The shares held by the interested stockholder are not counted as outstanding when calculating the two-thirds of the outstanding voting stock needed for approval.
The prohibition against these transactions does not apply if:
prior to the time that any stockholder became an interested stockholder, the board of directors approved either the business combination or the transaction in which such stockholder acquired 15% or more of our outstanding voting stock, or
the interested stockholder owns at least 85% of our outstanding voting stock as a result of a transaction in which such stockholder acquired 15% or more of our outstanding voting stock. Shares held by persons who are both directors and officers or by some types of employee stock plans are not counted as outstanding when making this calculation.

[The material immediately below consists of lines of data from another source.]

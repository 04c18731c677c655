//! Scan configuration

use crate::error::{Error, Result};
use crate::range::Range;
use regex::Regex;
use std::fmt;
use std::str::FromStr;

/// Inclusive cell-count window a row must fall in to belong to the table
#[derive(Debug, Clone, Copy, PartialEq, Eq)]
pub struct CellBounds {
    /// Minimum cells in a row (default 1)
    pub min: usize,
    /// Maximum cells in a row (default 256)
    pub max: usize,
}

impl CellBounds {
    /// Create bounds from explicit limits
    pub fn new(min: usize, max: usize) -> Self {
        Self { min, max }
    }

    /// Whether a row length falls inside the window
    pub fn contains(&self, len: usize) -> bool {
        len >= self.min && len <= self.max
    }
}

impl Default for CellBounds {
    fn default() -> Self {
        Self { min: 1, max: 256 }
    }
}

impl fmt::Display for CellBounds {
    fn fmt(&self, f: &mut fmt::Formatter<'_>) -> fmt::Result {
        write!(f, "{}-{}", self.min, self.max)
    }
}

impl FromStr for CellBounds {
    type Err = Error;

    /// Parse `"7"` (minimum only) or `"7-9"` (minimum and maximum)
    fn from_str(s: &str) -> Result<Self> {
        let mut bounds = CellBounds::default();
        let s = s.trim();

        let parse = |part: &str| {
            part.parse::<usize>()
                .map_err(|_| Error::InvalidCellBounds(s.to_string()))
        };

        match s.split_once('-') {
            Some((min, max)) => {
                bounds.min = parse(min)?;
                bounds.max = parse(max)?;
            }
            None => bounds.min = parse(s)?,
        }

        if bounds.min > bounds.max {
            return Err(Error::InvalidCellBounds(s.to_string()));
        }
        Ok(bounds)
    }
}

/// Text that marks a table boundary in the source document
///
/// Headings are matched against a row's first cell, either by exact
/// string equality or by regular expression.
#[derive(Debug, Clone)]
pub enum Heading {
    /// Exact string equality
    Exact(String),
    /// Regular expression match
    Pattern(Regex),
}

impl Heading {
    /// An exact-text heading
    pub fn exact<S: Into<String>>(text: S) -> Self {
        Heading::Exact(text.into())
    }

    /// A pattern heading compiled from a regex string
    pub fn pattern(re: &str) -> Result<Self> {
        Ok(Heading::Pattern(Regex::new(re)?))
    }

    /// Whether the given text matches this heading
    pub fn matches(&self, text: &str) -> bool {
        match self {
            Heading::Exact(heading) => text == heading,
            Heading::Pattern(re) => re.is_match(text),
        }
    }
}

/// Options controlling a table scan
#[derive(Debug, Clone)]
pub struct ScanOptions {
    /// Cell selection window; `None` scans everything from A1
    pub range: Option<Range>,
    /// Text before the data table; rows are discarded until it is seen
    pub heading: Option<Heading>,
    /// Text after the data table; a matching row ends the table
    pub stop_heading: Option<Heading>,
    /// Cell-count window for table rows
    pub cells: CellBounds,
    /// Insert nulls for cells missing from a row (requires a bounded range)
    pub missing_cells: bool,
    /// Suppress header rows repeated across printed pages
    pub repeating: bool,
    /// Trim text cell values (default true)
    pub trim: bool,
    /// Admit one-cell section-heading rows through the cell-count window,
    /// for sources post-processed with a repeat-heading transform
    pub subheadings: bool,
}

impl ScanOptions {
    /// Options with the documented defaults (trim on, cells 1-256)
    pub fn new() -> Self {
        Self::default()
    }
}

impl Default for ScanOptions {
    fn default() -> Self {
        Self {
            range: None,
            heading: None,
            stop_heading: None,
            cells: CellBounds::default(),
            missing_cells: false,
            repeating: false,
            trim: true,
            subheadings: false,
        }
    }
}

#[cfg(test)]
mod tests {
    use super::*;

    #[test]
    fn test_cell_bounds_parse() {
        let bounds: CellBounds = "7".parse().unwrap();
        assert_eq!(bounds, CellBounds::new(7, 256));

        let bounds: CellBounds = "7-9".parse().unwrap();
        assert_eq!(bounds, CellBounds::new(7, 9));

        assert!("".parse::<CellBounds>().is_err());
        assert!("a-b".parse::<CellBounds>().is_err());
        assert!("9-7".parse::<CellBounds>().is_err());
    }

    #[test]
    fn test_cell_bounds_contains() {
        let bounds = CellBounds::new(2, 4);
        assert!(!bounds.contains(1));
        assert!(bounds.contains(2));
        assert!(bounds.contains(4));
        assert!(!bounds.contains(5));
    }

    #[test]
    fn test_heading_matches() {
        let h = Heading::exact("Total");
        assert!(h.matches("Total"));
        assert!(!h.matches("Totals"));

        let h = Heading::pattern("^District [0-9]+$").unwrap();
        assert!(h.matches("District 12"));
        assert!(!h.matches("District"));

        assert!(Heading::pattern("(unclosed").is_err());
    }

    #[test]
    fn test_defaults() {
        let opts = ScanOptions::new();
        assert!(opts.trim);
        assert!(!opts.missing_cells);
        assert!(!opts.repeating);
        assert_eq!(opts.cells, CellBounds::new(1, 256));
        assert!(opts.range.is_none());
    }
}
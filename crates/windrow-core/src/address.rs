//! Cell address types and column arithmetic

use crate::error::{Error, Result};
use std::cmp::Ordering;
use std::fmt;
use std::str::FromStr;

/// A spreadsheet column label (e.g., "A", "Z", "AA")
///
/// Columns are kept as their letter labels rather than numeric indices
/// because label order is what drives row assembly. The ordering is
/// length-then-alphabetic: shorter labels always sort before longer ones,
/// so `"Z" < "AA"` and `"AZ" < "BA"`, matching spreadsheet column order.
#[derive(Debug, Clone, PartialEq, Eq, Hash)]
pub struct Column(String);

impl Column {
    /// Parse a column label (one or more letters, folded to uppercase)
    pub fn parse(letters: &str) -> Result<Self> {
        if letters.is_empty() || !letters.bytes().all(|b| b.is_ascii_alphabetic()) {
            return Err(Error::InvalidAddress(format!(
                "invalid column letters '{}'",
                letters
            )));
        }
        Ok(Column(letters.to_ascii_uppercase()))
    }

    /// The first column, `A`
    pub fn first() -> Self {
        Column("A".to_string())
    }

    /// The column label as a string slice
    pub fn as_str(&self) -> &str {
        &self.0
    }

    /// The next column label in spreadsheet order
    ///
    /// Base-26 increment over letters: the rightmost letter advances
    /// `A..Z`; a `Z` rolls to `A` and carries leftward; if every position
    /// rolls over, a new leading `A` is prepended. `"Z"` becomes `"AA"`,
    /// `"AZ"` becomes `"BA"`, `"ZZ"` becomes `"AAA"`.
    pub fn succ(&self) -> Column {
        let mut letters: Vec<char> = self.0.chars().collect();

        for c in letters.iter_mut().rev() {
            if *c == 'Z' {
                *c = 'A';
            } else {
                *c = ((*c as u8) + 1) as char;
                return Column(letters.into_iter().collect());
            }
        }

        // Every position rolled over
        let mut label = String::with_capacity(letters.len() + 1);
        label.push('A');
        label.extend(letters);
        Column(label)
    }
}

impl Ord for Column {
    fn cmp(&self, other: &Self) -> Ordering {
        self.0
            .len()
            .cmp(&other.0.len())
            .then_with(|| self.0.cmp(&other.0))
    }
}

impl PartialOrd for Column {
    fn partial_cmp(&self, other: &Self) -> Option<Ordering> {
        Some(self.cmp(other))
    }
}

impl fmt::Display for Column {
    fn fmt(&self, f: &mut fmt::Formatter<'_>) -> fmt::Result {
        write!(f, "{}", self.0)
    }
}

/// A cell address in A1 notation (e.g., "B12")
///
/// Rows are 1-based, as displayed in spreadsheet applications.
#[derive(Debug, Clone, PartialEq, Eq, Hash)]
pub struct CellAddress {
    /// Column letters
    pub column: Column,
    /// Row number (1-based)
    pub row: u32,
}

impl CellAddress {
    /// Create a new cell address
    pub fn new(column: Column, row: u32) -> Self {
        Self { column, row }
    }

    /// The top-left address of a sheet, `A1`
    pub fn origin() -> Self {
        Self {
            column: Column::first(),
            row: 1,
        }
    }

    /// Parse a cell address from A1-style notation
    ///
    /// The label must be exactly a run of letters followed by a run of
    /// digits; anything else fails.
    ///
    /// # Examples
    /// ```
    /// use windrow_core::CellAddress;
    ///
    /// let addr = CellAddress::parse("B12").unwrap();
    /// assert_eq!(addr.column.as_str(), "B");
    /// assert_eq!(addr.row, 12);
    /// ```
    pub fn parse(label: &str) -> Result<Self> {
        let s = label.trim();
        if s.is_empty() {
            return Err(Error::InvalidAddress("empty address".into()));
        }

        let bytes = s.as_bytes();
        let mut pos = 0;
        while pos < bytes.len() && bytes[pos].is_ascii_alphabetic() {
            pos += 1;
        }

        if pos == 0 {
            return Err(Error::InvalidAddress(format!(
                "no column letters in '{}'",
                s
            )));
        }

        let row_str = &s[pos..];
        if row_str.is_empty() || !row_str.bytes().all(|b| b.is_ascii_digit()) {
            return Err(Error::InvalidAddress(format!("no row number in '{}'", s)));
        }

        let row: u32 = row_str
            .parse()
            .map_err(|_| Error::InvalidAddress(format!("invalid row number in '{}'", s)))?;

        if row == 0 {
            return Err(Error::InvalidAddress(format!(
                "row number must be >= 1 in '{}'",
                s
            )));
        }

        Ok(Self {
            column: Column::parse(&s[..pos])?,
            row,
        })
    }

    /// Whether this address is above-left-of-or-equal-to another
    ///
    /// True iff the row is `<=` and the column is `<=` under the
    /// length-then-alphabetic column order.
    pub fn precedes(&self, other: &CellAddress) -> bool {
        self.row <= other.row && self.column <= other.column
    }
}

impl fmt::Display for CellAddress {
    fn fmt(&self, f: &mut fmt::Formatter<'_>) -> fmt::Result {
        write!(f, "{}{}", self.column, self.row)
    }
}

impl FromStr for CellAddress {
    type Err = Error;

    fn from_str(s: &str) -> Result<Self> {
        Self::parse(s)
    }
}
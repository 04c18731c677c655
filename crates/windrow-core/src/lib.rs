//! # windrow-core
//!
//! Cell-to-row assembly and table-window engine: reconstructs logical
//! rows out of a sparse spreadsheet cell map, then filters them to the
//! portion that constitutes the data table, bounded by optional heading
//! text.
//!
//! The crate provides:
//! - [`CellAddress`] and [`Column`] - A1-style address arithmetic
//! - [`Range`] - rectangular selection windows
//! - [`Cell`] and [`Datum`] - input records and output values
//! - [`TableFilter`] - the heading/table state machine
//! - [`TableScanner`] - row assembly with cooperative pull delivery
//!
//! Document loading and output formatting are collaborator concerns;
//! the engine only consumes an address-ordered
//! `(label, cell)` sequence and delivers rows to a [`RowSink`].
//!
//! ## Example
//!
//! ```rust
//! use windrow_core::{scan_rows, Cell, Datum, ScanOptions};
//!
//! let cells = vec![
//!     ("A1".to_string(), Cell::text("Name")),
//!     ("B1".to_string(), Cell::text("Age")),
//!     ("A2".to_string(), Cell::text("Al")),
//!     ("B2".to_string(), Cell::text("30")),
//! ];
//!
//! let mut options = ScanOptions::new();
//! options.cells = "2".parse().unwrap();
//! options.range = Some("A1:B2".parse().unwrap());
//!
//! let rows = scan_rows(cells, options).unwrap();
//! assert_eq!(rows.len(), 2);
//! assert_eq!(rows[0][0], Datum::Text("Name".into()));
//! ```

pub mod address;
pub mod cell;
pub mod error;
pub mod filter;
pub mod options;
pub mod range;
pub mod scanner;

// Re-exports for convenience
pub use address::{CellAddress, Column};
pub use cell::{Cell, Datum, Row};
pub use error::{Error, Result};
pub use filter::TableFilter;
pub use options::{CellBounds, Heading, ScanOptions};
pub use range::Range;
pub use scanner::{scan_rows, sort_cell_map, Flow, RowBuffer, RowSink, TableScanner};
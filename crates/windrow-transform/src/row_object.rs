//! Row-to-object conversion

use serde_json::{Map, Value};
use windrow_core::{Datum, Row};

/// Converts positional rows into JSON objects keyed by column name
///
/// Column names come from the supplied headers or, when none are given,
/// from the first row. Cells beyond the known headers key by their
/// position index.
#[derive(Debug)]
pub struct RowObjector {
    headers: Option<Vec<String>>,
    has_header: bool,
    seen_first: bool,
}

impl RowObjector {
    /// Create a converter
    ///
    /// With `headers: None` the first row always supplies the names.
    /// With explicit headers, `has_header` additionally drops the
    /// source's own header row.
    pub fn new(headers: Option<Vec<String>>, has_header: bool) -> Self {
        Self {
            headers,
            has_header,
            seen_first: false,
        }
    }

    /// Process one row; returns `None` for a consumed header row
    pub fn apply(&mut self, row: Row) -> Option<Map<String, Value>> {
        if !self.seen_first {
            self.seen_first = true;
            if self.headers.is_none() {
                self.headers = Some(row.iter().map(|d| d.to_string()).collect());
                return None;
            }
            if self.has_header {
                // Explicit headers win; drop the source's own header row
                return None;
            }
        }

        let headers = self.headers.as_deref().unwrap_or_default();
        let mut object = Map::new();
        for (i, datum) in row.into_iter().enumerate() {
            let key = headers
                .get(i)
                .cloned()
                .unwrap_or_else(|| i.to_string());
            object.insert(key, datum_value(datum));
        }
        Some(object)
    }
}

/// Convert an output scalar to its JSON value
pub fn datum_value(datum: Datum) -> Value {
    match datum {
        Datum::Number(n) => serde_json::Number::from_f64(n)
            .map(Value::Number)
            .unwrap_or(Value::Null),
        Datum::Text(s) => Value::String(s),
        Datum::Bool(b) => Value::Bool(b),
        Datum::Null => Value::Null,
    }
}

Exclusive Forum Selection. Our restated certificate of incorporation provides that the Court of Chancery of the State of Delaware shall be the sole and exclusive forum for (1) any derivative action or proceeding brought on behalf of our company, (2) any action asserting a claim of breach of a fiduciary duty owed by any of our directors, officers, or other employees to our company or our stockholders, (3) any action asserting a claim against our company arising pursuant to any provision of the General Corporation Law of the State of Delaware or our certificate of incorporation or amended and restated bylaws, or (4) any action asserting a claim against our company governed by the internal affairs doctrine. Our bylaws further provide that the United States District Court for the District of Massachusetts will be the exclusive forum for resolving any complaint asserting a cause of action arising under the Securities Act. This exclusive forum provision would not apply to suits brought to enforce a duty or liability created by the Exchange Act, which provides for exclusive jurisdiction of the federal courts. It could apply, however, to a suit that falls within one or more of the categories enumerated in the exclusive forum provision and asserts claims under the Securities Act, inasmuch as Section 22 of the Securities Act creates concurrent jurisdiction for federal and state courts over all suits brought to enforce any duty or liability created by the Securities Act or the rules and regulations thereunder. There is uncertainty as to whether a court would enforce such provision with respect to claims under the Securities Act, and our stockholders will not be deemed to have waived our compliance with the federal securities laws and the rules and regulations thereunder.